◆ Task to complete:
For the entries below, how many lines contain the word "until"? Reply with the number and nothing else.

Saved data entries:
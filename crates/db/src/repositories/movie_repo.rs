//! Repository for the `movies` table.

use marquee_core::error::CoreError;
use marquee_core::types::DbId;
use sqlx::PgConnection;

use crate::error::classify_sqlx_error;
use crate::models::movie::{Movie, NewMovie};
use crate::models::status::MovieStatus;
use crate::unit_of_work::{PendingChange, UnitOfWork};

/// Column list shared across queries. `rating` is NUMERIC(3,1) in the
/// table and read back as a float.
pub(crate) const COLUMNS: &str = "id, sid, title, genre, director, release_date, \
     rating::DOUBLE PRECISION AS rating, review, status, created_at, modified_at";

/// Nullable-parameter predicate shared by every filtered read.
const WHERE_FILTER: &str = "($1::TEXT IS NULL OR sid = $1)
       AND ($2::TEXT IS NULL OR lower(title) = lower($2))
       AND ($3::TEXT IS NULL OR lower(genre) = lower($3))
       AND ($4::SMALLINT IS NULL OR status = $4)
       AND ($5::BIGINT IS NULL OR id <> $5)";

/// Typed predicate over movies. Unset fields do not constrain the match;
/// title and genre compare case-insensitively.
#[derive(Debug, Clone, Default, PartialEq)]
pub struct MovieFilter {
    pub sid: Option<String>,
    pub title: Option<String>,
    pub genre: Option<String>,
    pub status: Option<MovieStatus>,
    pub exclude_id: Option<DbId>,
}

impl MovieFilter {
    /// Match Active rows only.
    pub fn active() -> Self {
        Self {
            status: Some(MovieStatus::Active),
            ..Self::default()
        }
    }

    pub fn with_sid(mut self, sid: impl Into<String>) -> Self {
        self.sid = Some(sid.into());
        self
    }

    pub fn with_title(mut self, title: &str) -> Self {
        self.title = Some(title.trim().to_string());
        self
    }

    pub fn with_genre(mut self, genre: &str) -> Self {
        self.genre = Some(genre.trim().to_string());
        self
    }

    pub fn with_status(mut self, status: MovieStatus) -> Self {
        self.status = Some(status);
        self
    }

    /// Skip the row with this internal id (e.g. the movie being updated).
    pub fn excluding(mut self, id: DbId) -> Self {
        self.exclude_id = Some(id);
        self
    }
}

/// What [`MovieRepo::single_or_default`] should do when several rows match.
#[derive(Debug, Clone, Copy, PartialEq, Eq)]
pub enum Expect {
    /// Return the lowest-id match.
    First,
    /// Treat more than one match as a conflict.
    Unique,
}

/// Movie data access bound to one [`UnitOfWork`].
pub struct MovieRepo<'u> {
    uow: &'u mut UnitOfWork,
}

impl<'u> MovieRepo<'u> {
    pub(crate) fn new(uow: &'u mut UnitOfWork) -> Self {
        Self { uow }
    }

    /// All rows matching `filter`, ordered by id. Empty when nothing matches.
    pub async fn get_all(&mut self, filter: &MovieFilter) -> Result<Vec<Movie>, CoreError> {
        let query = format!("SELECT {COLUMNS} FROM movies WHERE {WHERE_FILTER} ORDER BY id");
        bind_filter(sqlx::query_as::<_, Movie>(&query), filter)
            .fetch_all(self.uow.connection())
            .await
            .map_err(|e| classify_sqlx_error(&e, "load movies"))
    }

    /// At most one row matching `filter`.
    ///
    /// With [`Expect::Unique`], a second match is reported as `Conflict`
    /// instead of being silently ignored.
    pub async fn single_or_default(
        &mut self,
        filter: &MovieFilter,
        expect: Expect,
    ) -> Result<Option<Movie>, CoreError> {
        let limit = match expect {
            Expect::First => 1,
            Expect::Unique => 2,
        };
        let query =
            format!("SELECT {COLUMNS} FROM movies WHERE {WHERE_FILTER} ORDER BY id LIMIT {limit}");
        let mut rows = bind_filter(sqlx::query_as::<_, Movie>(&query), filter)
            .fetch_all(self.uow.connection())
            .await
            .map_err(|e| classify_sqlx_error(&e, "load movie"))?;

        if rows.len() > 1 {
            return Err(CoreError::Conflict(
                "More than one movie matches a lookup expected to be unique".to_string(),
            ));
        }
        Ok(rows.pop())
    }

    /// Stage a new movie. Not visible in the store until commit.
    pub fn insert(&mut self, movie: NewMovie) {
        self.uow.stage(PendingChange::Insert(movie));
    }

    /// Stage a modified movie. Not visible in the store until commit.
    pub fn update(&mut self, movie: Movie) {
        self.uow.stage(PendingChange::Update(movie));
    }

    /// Number of changes staged on the owning unit of work.
    pub fn pending_len(&self) -> usize {
        self.uow.pending_len()
    }
}

fn bind_filter<'q>(
    query: sqlx::query::QueryAs<'q, sqlx::Postgres, Movie, sqlx::postgres::PgArguments>,
    filter: &'q MovieFilter,
) -> sqlx::query::QueryAs<'q, sqlx::Postgres, Movie, sqlx::postgres::PgArguments> {
    query
        .bind(filter.sid.as_deref())
        .bind(filter.title.as_deref())
        .bind(filter.genre.as_deref())
        .bind(filter.status)
        .bind(filter.exclude_id)
}

// ---------------------------------------------------------------------------
// Commit-time writes (called by `UnitOfWork` inside its transaction)
// ---------------------------------------------------------------------------

pub(crate) async fn insert_row(conn: &mut PgConnection, movie: &NewMovie) -> Result<Movie, sqlx::Error> {
    let query = format!(
        "INSERT INTO movies
            (sid, title, genre, director, release_date, rating, review, status, created_at, modified_at)
         VALUES ($1, $2, $3, $4, $5, $6::NUMERIC(3,1), $7, $8, $9, $10)
         RETURNING {COLUMNS}"
    );
    sqlx::query_as::<_, Movie>(&query)
        .bind(&movie.sid)
        .bind(&movie.title)
        .bind(&movie.genre)
        .bind(&movie.director)
        .bind(movie.release_date)
        .bind(movie.rating)
        .bind(&movie.review)
        .bind(movie.status)
        .bind(movie.created_at)
        .bind(movie.modified_at)
        .fetch_one(conn)
        .await
}

/// Write every mutable column of `movie`. `sid` and `created_at` are never
/// part of the SET list.
pub(crate) async fn update_row(conn: &mut PgConnection, movie: &Movie) -> Result<Movie, sqlx::Error> {
    let query = format!(
        "UPDATE movies SET
            title = $2,
            genre = $3,
            director = $4,
            release_date = $5,
            rating = $6::NUMERIC(3,1),
            review = $7,
            status = $8,
            modified_at = $9
         WHERE id = $1
         RETURNING {COLUMNS}"
    );
    sqlx::query_as::<_, Movie>(&query)
        .bind(movie.id)
        .bind(&movie.title)
        .bind(&movie.genre)
        .bind(&movie.director)
        .bind(movie.release_date)
        .bind(movie.rating)
        .bind(&movie.review)
        .bind(movie.status)
        .bind(movie.modified_at)
        .fetch_optional(conn)
        .await?
        .ok_or(sqlx::Error::RowNotFound)
}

◆ Solution to this exercise:
2